Qui gagne, qui se retrouve exclu ? Derrière la promesse d’un abattement fiscal pour les plus de 65 ans, la réalité cache une mécanique souvent cruelle pour de nombreux retraités et familles. À l’heure où l’inflation ne laisse aucun répit, certains foyers modestes sont privés d’allègement fiscal parfois pour quelques dizaines d’euros… et découvrent la complexité d’un système qui fait basculer d’un côté ou de l’autre de la barrière fiscale du jour au lendemain.
L’envers du décor : un abattement censé protéger les plus fragiles
L’article 157 bis du Code général des impôts promet un allègement pour les plus de 65 ans ou en situation d’invalidité, appliqué d’office sur tous les revenus du foyer. Sur le papier, la mesure paraît simple : pas de démarche, une réduction intégrée de façon automatique par la DGFiP, jusque dans la moindre pension ou revenu de placement.
Pourtant, derrière l’apparente simplicité, ce sont bien les seuils d’éligibilité qui tranchent dans le vif. Une adresse en France, des ressources nettes sous les plafonds annuels, et l’espoir de passer entre les mailles d’un système où le « trop peu » vous exclut du dispositif. Beaucoup découvrent cette frontière à l’annonce de leur avis d’imposition, souvent tard, parfois trop tard pour s’organiser.
Des chiffres froids, des réalités bien plus dures

En 2026, un retraité seul dont le revenu net global ne dépasse pas 17 667 € pourra compter sur un abattement maximal de 2 821 €. Entre 17 667 € et 28 423 €, l’allègement tombe à 1 411 €. Pour les couples, lorsqu’ils remplissent tous deux les conditions : jusqu’à 5 642 € ou, pour les revenus supérieurs, 2 822 €. Les montants font rêver… mais combien en profitent vraiment ?
Un simple dépassement, même minime, raye l’avantage d’un trait. Selon le témoignage recueilli d’Agnès*, aidante pour sa mère âgée, « c’est rageant : notre déclaration a dépassé le plafond de 80 €, on perd l’abattement entier. Maman n’a même pas de quoi refaire ses lunettes, mais pour le fisc, ça ne compte pas ». Le quotidien, lui, s’accommode mal de ces coupes sèches.

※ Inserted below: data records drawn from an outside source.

use chrono::{NaiveDate, NaiveDateTime};
use serde::{Deserialize, Serialize};

use crate::error::{ValidationError, non_blank, positive};

#[derive(Debug, Clone, PartialEq, Serialize, Deserialize)]
pub struct Client {
    pub id: i32,
    pub name: String,
    pub age: i32,
    /// Height in centimeters
    pub height: f64,
    /// Weight in kilograms on the start date
    pub start_weight: f64,
    pub goal: String,
    /// Injuries or limitations the coach should keep in mind
    pub injuries: String,
    pub start_date: NaiveDate,
    pub created_at: NaiveDateTime,
    pub updated_at: NaiveDateTime,
}

impl Client {
    /// Whole days elapsed between the start date and `today`, never negative.
    pub fn days_since_start(&self, today: NaiveDate) -> i64 {
        (today - self.start_date).num_days().max(0)
    }
}

#[derive(Debug, Clone, PartialEq, Serialize, Deserialize)]
pub struct NewClient {
    pub name: String,
    pub age: i32,
    pub height: f64,
    pub start_weight: f64,
    pub goal: String,
    pub injuries: String,
    pub start_date: NaiveDate,
}

impl NewClient {
    pub fn validate(&self) -> Result<(), ValidationError> {
        non_blank("client", &self.name)?;
        positive("age", f64::from(self.age))?;
        positive("height", self.height)?;
        positive("start weight", self.start_weight)
    }
}

/// Partial update of a client, `None` leaves the field untouched.
#[derive(Debug, Clone, Default, PartialEq, Serialize, Deserialize)]
pub struct ClientUpdate {
    pub name: Option<String>,
    pub age: Option<i32>,
    pub height: Option<f64>,
    pub start_weight: Option<f64>,
    pub goal: Option<String>,
    pub injuries: Option<String>,
    pub start_date: Option<NaiveDate>,
}

impl ClientUpdate {
    pub fn is_empty(&self) -> bool {
        self.name.is_none()
            && self.age.is_none()
            && self.height.is_none()
            && self.start_weight.is_none()
            && self.goal.is_none()
            && self.injuries.is_none()
            && self.start_date.is_none()
    }

    pub fn validate(&self) -> Result<(), ValidationError> {
        if self.is_empty() {
            return Err(ValidationError::EmptyUpdate);
        }
        if let Some(name) = &self.name {
            non_blank("client", name)?;
        }
        if let Some(age) = self.age {
            positive("age", f64::from(age))?;
        }
        if let Some(height) = self.height {
            positive("height", height)?;
        }
        if let Some(weight) = self.start_weight {
            positive("start weight", weight)?;
        }
        Ok(())
    }
}

#[cfg(test)]
mod tests {
    use super::*;

    fn new_client() -> NewClient {
        NewClient {
            name: "Ana".into(),
            age: 31,
            height: 168.0,
            start_weight: 64.5,
            goal: "Deadlift 120kg".into(),
            injuries: String::new(),
            start_date: NaiveDate::from_ymd_opt(2025, 1, 6).unwrap(),
        }
    }

    #[test]
    fn valid_client_passes() {
        assert!(new_client().validate().is_ok());
    }

    #[test]
    fn rejects_blank_name_and_non_positive_numbers() {
        let mut client = new_client();
        client.name = "   ".into();
        assert_eq!(
            client.validate(),
            Err(ValidationError::BlankName { record: "client" })
        );

        let mut client = new_client();
        client.height = 0.0;
        assert!(matches!(
            client.validate(),
            Err(ValidationError::NonPositive { field: "height", .. })
        ));

        let mut client = new_client();
        client.age = -3;
        assert!(client.validate().is_err());
    }

    #[test]
    fn empty_update_is_rejected() {
        assert_eq!(
            ClientUpdate::default().validate(),
            Err(ValidationError::EmptyUpdate)
        );

        let update = ClientUpdate {
            goal: Some("Run 10k".into()),
            ..Default::default()
        };
        assert!(update.validate().is_ok());
    }

    #[test]
    fn days_since_start_clamps_future_dates() {
        let client = Client {
            id: 1,
            name: "Ana".into(),
            age: 31,
            height: 168.0,
            start_weight: 64.5,
            goal: String::new(),
            injuries: String::new(),
            start_date: NaiveDate::from_ymd_opt(2025, 1, 6).unwrap(),
            created_at: NaiveDate::from_ymd_opt(2025, 1, 6)
                .unwrap()
                .and_hms_opt(9, 0, 0)
                .unwrap(),
            updated_at: NaiveDate::from_ymd_opt(2025, 1, 6)
                .unwrap()
                .and_hms_opt(9, 0, 0)
                .unwrap(),
        };

        let today = NaiveDate::from_ymd_opt(2025, 2, 5).unwrap();
        assert_eq!(client.days_since_start(today), 30);

        let before = NaiveDate::from_ymd_opt(2025, 1, 1).unwrap();
        assert_eq!(client.days_since_start(before), 0);
    }
}
use fitcoach_algos::{WeightPoint, WeightTrend, WeightTrendAnalyzer};

use crate::DatabaseHandler;

impl DatabaseHandler {
    pub async fn analyze_weight_trend(&self, client_id: i32) -> anyhow::Result<Option<WeightTrend>> {
        let points = self
            .weight_history(client_id)
            .await?
            .into_iter()
            .map(|log| WeightPoint {
                date: log.date,
                weight: log.weight,
            })
            .collect();

        Ok(WeightTrendAnalyzer::analyze(points))
    }
}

« On ne vit pas mieux avec 200 € de plus par an, mais on paye bien plus d’impôts. On se sent oubliés, pas assez pauvres pour être aidés, pas assez riches pour profiter d’autres dispositifs. »
Automatisme ou piège ? Les effets pervers du système

Théoriquement, le calcul est d’une rigueur implacable, censé éviter toute injustice. Mais dans les faits se glisse une anxiété constante, surtout chez les « revenus intermédiaires » : ceux qui n’entrent plus dans la case, mais restent fragiles face à la vie chère. Les foyers subissent de plein fouet l’inflation et la hausse du reste à charge santé ou logement, sans possibilité de contournement.

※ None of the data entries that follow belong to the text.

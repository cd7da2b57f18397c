use std::fmt::Display;

use chrono::NaiveDate;
use serde::{Deserialize, Serialize};

use crate::helpers::math::round_float;

#[derive(Debug, Clone, Copy, PartialEq, Serialize, Deserialize)]
pub struct WeightPoint {
    pub date: NaiveDate,
    pub weight: f64,
}

#[derive(
    Debug,
    Clone,
    Copy,
    PartialEq,
    Eq,
    Serialize,
    Deserialize,
    strum::Display,
    strum::EnumString,
)]
#[serde(rename_all = "snake_case")]
#[strum(serialize_all = "snake_case")]
pub enum WeightDirection {
    Losing,
    Gaining,
    Stable,
}

#[derive(Debug, Clone, PartialEq, Serialize, Deserialize)]
pub struct WeightTrend {
    pub direction: WeightDirection,
    /// kg per week over the recent window
    pub weekly_change: f64,
    /// kg between the first and last log
    pub total_change: f64,
    pub data: Vec<WeightPoint>,
}

pub struct WeightTrendAnalyzer;

impl WeightTrendAnalyzer {
    pub const MIN_LOGS: usize = 2;
    /// Number of latest logs used for the weekly rate.
    pub const RECENT_WINDOW: usize = 7;
    /// Weekly change in kg inside which weight counts as stable.
    const STABLE_BAND: f64 = 0.2;

    /// Weekly change is scaled by `logs / 7`, so it assumes roughly one log per day.
    /// Sparse or bursty logging skews it.
    pub fn analyze(mut data: Vec<WeightPoint>) -> Option<WeightTrend> {
        if data.len() < Self::MIN_LOGS {
            return None;
        }
        data.sort_by_key(|point| point.date);

        let (first, last) = (data.first()?, data.last()?);
        let total_change = last.weight - first.weight;

        let recent = &data[data.len().saturating_sub(Self::RECENT_WINDOW)..];
        let weekly_change = match recent {
            [first, .., last] => (last.weight - first.weight) / (recent.len() as f64 / 7.0),
            _ => 0.0,
        };

        let direction = if weekly_change < -Self::STABLE_BAND {
            WeightDirection::Losing
        } else if weekly_change > Self::STABLE_BAND {
            WeightDirection::Gaining
        } else {
            WeightDirection::Stable
        };

        Some(WeightTrend {
            direction,
            weekly_change,
            total_change,
            data,
        })
    }
}

impl Display for WeightTrend {
    fn fmt(&self, f: &mut std::fmt::Formatter<'_>) -> std::fmt::Result {
        f.write_fmt(format_args!(
            "Trend: {}\nWeekly change: {:+}kg\nTotal change: {:+}kg",
            self.direction,
            round_float(self.weekly_change),
            round_float(self.total_change),
        ))?;
        for point in &self.data {
            write!(f, "\n  {}  {}kg", point.date, point.weight)?;
        }
        Ok(())
    }
}
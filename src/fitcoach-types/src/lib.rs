pub mod client;
pub mod error;
pub mod program;
pub mod session;
pub mod weight;

pub use client::{Client, ClientUpdate, NewClient};
pub use error::ValidationError;
pub use program::{ExerciseTemplate, NewProgram, Program, ProgramUpdate};
pub use session::{ExerciseSet, ExerciseSetUpdate, NewExerciseSet, NewSession, Session, SessionUpdate};
pub use weight::{NewWeightLog, WeightLog, WeightLogUpdate};
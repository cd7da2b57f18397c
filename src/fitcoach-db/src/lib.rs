#[macro_use]
extern crate log;

mod db;
pub use db::{DatabaseHandler, StoreError};

pub mod changes;
pub use changes::{Change, ChangeKind, Collection, Interest, Subscription};

mod algo_impl;
mod type_impl;
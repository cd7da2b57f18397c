pub mod math;
pub mod text;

Chez MyJugaad, l’expérience terrain montre à quel point ce couperet tombe mal : « Les gens pensent qu’avec 19 000 € à deux, la vie est douce… Sauf qu’une fois le chauffage, les aides à domicile et les frais médicaux déduits, le budget finit dans le rouge. Mais pas question de revoir le barème, cette petite économie sur l’impôt devient inaccessible », explique Xavier*, fondateur et aidant familial.
Quand la mécanique fiscale creuse la fracture du grand âge
L’argument d’équité sous-tend toutes les discussions parlementaires sur le maintien ou la suppression de l’abattement. Sauf que, d’année en année, les rapports soulignent la même faille : aucun filet pour amortir les chutes, pas de progressivité pour ceux qui dépassent à peine les plafonds.

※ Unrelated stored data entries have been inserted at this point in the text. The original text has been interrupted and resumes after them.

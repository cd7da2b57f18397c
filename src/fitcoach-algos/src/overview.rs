use std::fmt::Display;

use chrono::NaiveDate;
use fitcoach_types::Client;
use serde::{Deserialize, Serialize};

use crate::helpers::math::round_float;

/// Profile header numbers for a client.
#[derive(Debug, Clone, PartialEq, Serialize, Deserialize)]
pub struct ClientOverview {
    pub client: Client,
    /// Latest logged weight, or the start weight when nothing was logged
    pub current_weight: f64,
    pub weight_change: f64,
    pub days_since_start: i64,
}

impl ClientOverview {
    pub fn new(client: Client, latest_weight: Option<f64>, today: NaiveDate) -> Self {
        let current_weight = latest_weight.unwrap_or(client.start_weight);
        Self {
            weight_change: current_weight - client.start_weight,
            days_since_start: client.days_since_start(today),
            current_weight,
            client,
        }
    }
}

impl Display for ClientOverview {
    fn fmt(&self, f: &mut std::fmt::Formatter<'_>) -> std::fmt::Result {
        let client = &self.client;
        writeln!(f, "#{} {}", client.id, client.name)?;
        writeln!(f, "  Age: {}  Height: {}cm", client.age, client.height)?;
        writeln!(
            f,
            "  Weight: {}kg ({:+}kg since start)",
            self.current_weight,
            round_float(self.weight_change)
        )?;
        writeln!(f, "  Goal: {}", client.goal)?;
        if !client.injuries.is_empty() {
            writeln!(f, "  Injuries: {}", client.injuries)?;
        }
        write!(
            f,
            "  Started: {} ({} days)",
            client.start_date, self.days_since_start
        )
    }
}
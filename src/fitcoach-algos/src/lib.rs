pub(crate) mod progress;
pub use progress::{ExerciseProgress, ProgressAnalyzer, ProgressTrend, SessionAggregate, SessionEntries};

pub(crate) mod weight_trend;
pub use weight_trend::{WeightDirection, WeightPoint, WeightTrend, WeightTrendAnalyzer};

pub(crate) mod stats;
pub use stats::{ClientStats, SessionSummary};

pub(crate) mod overview;
pub use overview::ClientOverview;

pub mod helpers;
mod overview;
mod progress;
mod stats;
mod weight_trend;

À la clé, des foyers entiers restent à nouer les fins de mois, sans solution adaptée et sans information claire avant la déclaration fatidique. La question de la justice fiscale n’est pas une abstraction : elle se joue dans chaque facture de pharmacie, chaque compromis sur le panier de courses, chaque demande d’aide supplémentaire.
En coulisses : des débats intenses mais peu de progrès
Responsabilité politique, arbitrages budgétaires serrés… Le maintien du dispositif en 2026 n’est pas venu sans tension. Entre volonté de préserver les retraités les plus modestes et pression pour réduire le coût global des aides sociales, l’abattement évolue au compte-gouttes. Réforme des plafonds ou refonte complète des aides ? Pour le moment, aucune solution ne s’impose.
Sur le terrain, la lassitude domine. « On ne demande pas la lune, juste un système qui ajuste les aides en fonction du réel besoin », souffle Pierre*, retraité depuis onze ans. Entre injustices ressenties, peur d’oublier un droit et difficulté à se repérer dans la jungle fiscale, nombreux sont ceux qui redoutent chaque nouvelle année fiscale.
Et demain ?
L’abattement, censé être un bouclier, se transforme parfois en barrière invisible pour ceux qui en auraient le plus besoin. Le débat sur la refonte du système ne fait que commencer. Entre frustration, nécessité de simplification et recherche d’équité, la fiscalité du grand âge reste sous tension, et les retraités devront rester vigilants face aux évolutions à venir.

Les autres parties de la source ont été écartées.